It's about to hurt even more to light up a cigarette in Illinois: in addition to the health risks associated with smoking, the habit will be more damaging to Chicagoans' wallets after the newest tax hike went into effect Sunday.
The Illinois Senate voted 31-27 in May in favor of raising the state tax on cigarettes by $1, from 98 cents to $1.98 per pack.
Illinois Gov. Pat Quinn signed the measure into law earlier this month, a tax hike expected to generate some $350 million for the cash-strapped state.
The measure was proposed by Gov. Quinn to help offset the state's $2.7 billion pension budget shortfall in addition to massive cuts to the state's Medicaid program, and mirrored a similar effort led by Illinois Senate President John Cullerton the year before that would have funded capital investment projects but failed to gain traction.
When Quinn first proposed the hike, critics complained that the lower prices for cigarettes in border states could drive business out of Illinois and hurt small retailers.
The Chicago Tribune reports that law enforcement and the Bureau of Alcohol, Tobacco, Firearms and Explosives may be ramping up their enforcement against cigarette smugglers and other attempts at evading the higher per-pack tax.

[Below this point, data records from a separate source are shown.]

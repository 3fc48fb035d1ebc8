use async_openai::{
    config::OpenAIConfig,
    types::{
        ChatCompletionRequestMessage, Role, CreateChatCompletionRequest,
        ChatCompletionRequestUserMessage, ChatCompletionRequestUserMessageContent,
    },
    Client,
};
use futures::future::{BoxFuture, FutureExt};

use crate::config::Config;
use crate::error::AppError;

/// Substrings that identify a rejected credential in a service error message.
const CREDENTIAL_SIGNATURES: [&str; 5] = [
    "api key not valid",
    "incorrect api key",
    "invalid_api_key",
    "invalid api key",
    "unauthorized",
];

/// The remote text-generation model: one prompt in, one answer or one error out.
///
/// Failures are reported as `AppError::LlmError` carrying the raw service message; callers
/// turn them into user-facing errors with [`classify_failure`].
pub trait AnalysisService: Send + Sync {
    fn generate<'a>(&'a self, prompt: &'a str) -> BoxFuture<'a, Result<String, AppError>>;
}

pub struct OpenAiAnalyst {
    client: Client<OpenAIConfig>,
    model: String,
}

impl OpenAiAnalyst {
    pub fn new(config: &Config) -> Self {
        let mut openai_config = OpenAIConfig::new().with_api_key(config.openai_key.as_str());
        if let Some(api_base) = &config.api_base {
            openai_config = openai_config.with_api_base(api_base.as_str());
        }

        Self {
            client: Client::with_config(openai_config),
            model: config.model.clone(),
        }
    }

    async fn complete(&self, prompt: &str) -> Result<String, AppError> {
        let messages = vec![ChatCompletionRequestMessage::User(
            ChatCompletionRequestUserMessage {
                content: ChatCompletionRequestUserMessageContent::Text(prompt.to_string()),
                name: None,
                role: Role::User,
            },
        )];

        let request = CreateChatCompletionRequest {
            model: self.model.clone(),
            messages,
            temperature: Some(0.2),
            ..Default::default()
        };

        let start = std::time::Instant::now();
        tracing::info!("Sending analysis request to {} ({} chars)", self.model, prompt.len());

        let response = self
            .client
            .chat()
            .create(request)
            .await
            .map_err(|e| {
                tracing::error!("Analysis request failed: {}", e);
                AppError::LlmError(e.to_string())
            })?;

        let content = response
            .choices
            .first()
            .and_then(|choice| choice.message.content.clone())
            .ok_or_else(|| AppError::LlmError("model returned no content".to_string()))?;

        tracing::info!("Analysis response received in {:?}", start.elapsed());
        Ok(content)
    }
}

impl AnalysisService for OpenAiAnalyst {
    fn generate<'a>(&'a self, prompt: &'a str) -> BoxFuture<'a, Result<String, AppError>> {
        self.complete(prompt).boxed()
    }
}

/// Maps a raw service failure to the error shown to the user.
pub fn classify_failure(raw: &str) -> AppError {
    let lower = raw.to_lowercase();
    if CREDENTIAL_SIGNATURES.iter().any(|signature| lower.contains(signature)) {
        AppError::InvalidCredential
    } else {
        AppError::AnalysisRequestFailed
    }
}

/// Anything other than a raw service failure passes through unchanged.
pub fn user_facing(err: AppError) -> AppError {
    match err {
        AppError::LlmError(raw) => classify_failure(&raw),
        other => other,
    }
}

Chicago now has the second-highest cigarette prices in the nation, with $4.66 in taxes tacked on to each pack, trailing behind New York's massive $5.85 per-pack taxes, thanks mostly to Cook County's additional $2 per-pack tax, according to data from TobaccoFreeKids.com. Cigarette taxes elsewhere in the state rank Illinois at 16th in the nation for the most tacked-on taxes.